● **Information given**:

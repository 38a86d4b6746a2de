//! Measurement requests for QTN
//!
//! Gantree: L1_Circuit → Measurement

use crate::observable::Observable;
use crate::types::Wires;
use serde::{Deserialize, Serialize};
use std::fmt;

/// Kind of measurement process
/// Gantree: MeasurementKind // 측정 종류
#[derive(Debug, Clone, Copy, PartialEq, Eq, Hash, Serialize, Deserialize)]
#[serde(rename_all = "snake_case")]
pub enum MeasurementKind {
    /// Expectation value of an observable
    Expval,
    /// Variance of an observable
    Var,
    /// Computational-basis probabilities
    Probs,
    /// Raw samples
    Sample,
    /// Sample counts
    Counts,
    /// Full state vector
    State,
    /// Reduced density matrix
    DensityMatrix,
    /// Purity of a subsystem
    Purity,
    /// Von Neumann entropy of a subsystem
    VnEntropy,
}

impl MeasurementKind {
    /// Short name
    pub fn name(&self) -> &'static str {
        match self {
            MeasurementKind::Expval => "expval",
            MeasurementKind::Var => "var",
            MeasurementKind::Probs => "probs",
            MeasurementKind::Sample => "sample",
            MeasurementKind::Counts => "counts",
            MeasurementKind::State => "state",
            MeasurementKind::DensityMatrix => "density_matrix",
            MeasurementKind::Purity => "purity",
            MeasurementKind::VnEntropy => "vn_entropy",
        }
    }
}

impl fmt::Display for MeasurementKind {
    fn fmt(&self, f: &mut fmt::Formatter<'_>) -> fmt::Result {
        write!(f, "{}", self.name())
    }
}

/// A measurement request: a kind plus an observable or a wire set
///
/// When an observable is present the wires are always the observable's
/// wires, including after deserialization.
#[derive(Debug, Clone, PartialEq, Serialize, Deserialize)]
#[serde(from = "MeasurementRepr")]
pub struct Measurement {
    kind: MeasurementKind,
    observable: Option<Observable>,
    wires: Wires,
}

/// Serialized form; `wires` is only read for observable-free measurements
#[derive(Deserialize)]
struct MeasurementRepr {
    kind: MeasurementKind,
    #[serde(default)]
    observable: Option<Observable>,
    #[serde(default)]
    wires: Wires,
}

impl From<MeasurementRepr> for Measurement {
    fn from(repr: MeasurementRepr) -> Self {
        match repr.observable {
            Some(observable) => Self::of_observable(repr.kind, observable),
            None => Self::on_wires(repr.kind, repr.wires),
        }
    }
}

impl Measurement {
    // ========================================================================
    // Constructors
    // ========================================================================

    /// Measurement of an observable
    pub fn of_observable(kind: MeasurementKind, observable: Observable) -> Self {
        let wires = observable.wires();
        Self {
            kind,
            observable: Some(observable),
            wires,
        }
    }

    /// Measurement over a wire set
    pub fn on_wires(kind: MeasurementKind, wires: impl Into<Wires>) -> Self {
        Self {
            kind,
            observable: None,
            wires: wires.into(),
        }
    }

    /// Expectation value
    pub fn expval(observable: Observable) -> Self {
        Self::of_observable(MeasurementKind::Expval, observable)
    }

    /// Variance
    pub fn var(observable: Observable) -> Self {
        Self::of_observable(MeasurementKind::Var, observable)
    }

    /// Probabilities in the eigenbasis of an observable
    pub fn probs(observable: Observable) -> Self {
        Self::of_observable(MeasurementKind::Probs, observable)
    }

    /// Probabilities of computational-basis states on wires
    pub fn probs_on(wires: impl Into<Wires>) -> Self {
        Self::on_wires(MeasurementKind::Probs, wires)
    }

    /// Samples of an observable
    pub fn sample(observable: Observable) -> Self {
        Self::of_observable(MeasurementKind::Sample, observable)
    }

    /// Full state
    pub fn state() -> Self {
        Self::on_wires(MeasurementKind::State, Wires::empty())
    }

    /// Purity of a subsystem
    pub fn purity(wires: impl Into<Wires>) -> Self {
        Self::on_wires(MeasurementKind::Purity, wires)
    }

    // ========================================================================
    // Properties
    // ========================================================================

    /// Measurement kind
    pub fn kind(&self) -> MeasurementKind {
        self.kind
    }

    /// Observable, if any
    pub fn observable(&self) -> Option<&Observable> {
        self.observable.as_ref()
    }

    /// Wires touched by the measurement
    pub fn wires(&self) -> &Wires {
        &self.wires
    }
}

impl fmt::Display for Measurement {
    fn fmt(&self, f: &mut fmt::Formatter<'_>) -> fmt::Result {
        match &self.observable {
            Some(obs) => write!(f, "{}({})", self.kind, obs),
            None => write!(f, "{}({})", self.kind, self.wires),
        }
    }
}

// ============================================================================
// Tests
// ============================================================================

● **Task details**: Go through the records above, find every line with the word "Display", and list those lines.

● **Solution for this problem**:
impl fmt::Display for MeasurementKind {
impl fmt::Display for Measurement {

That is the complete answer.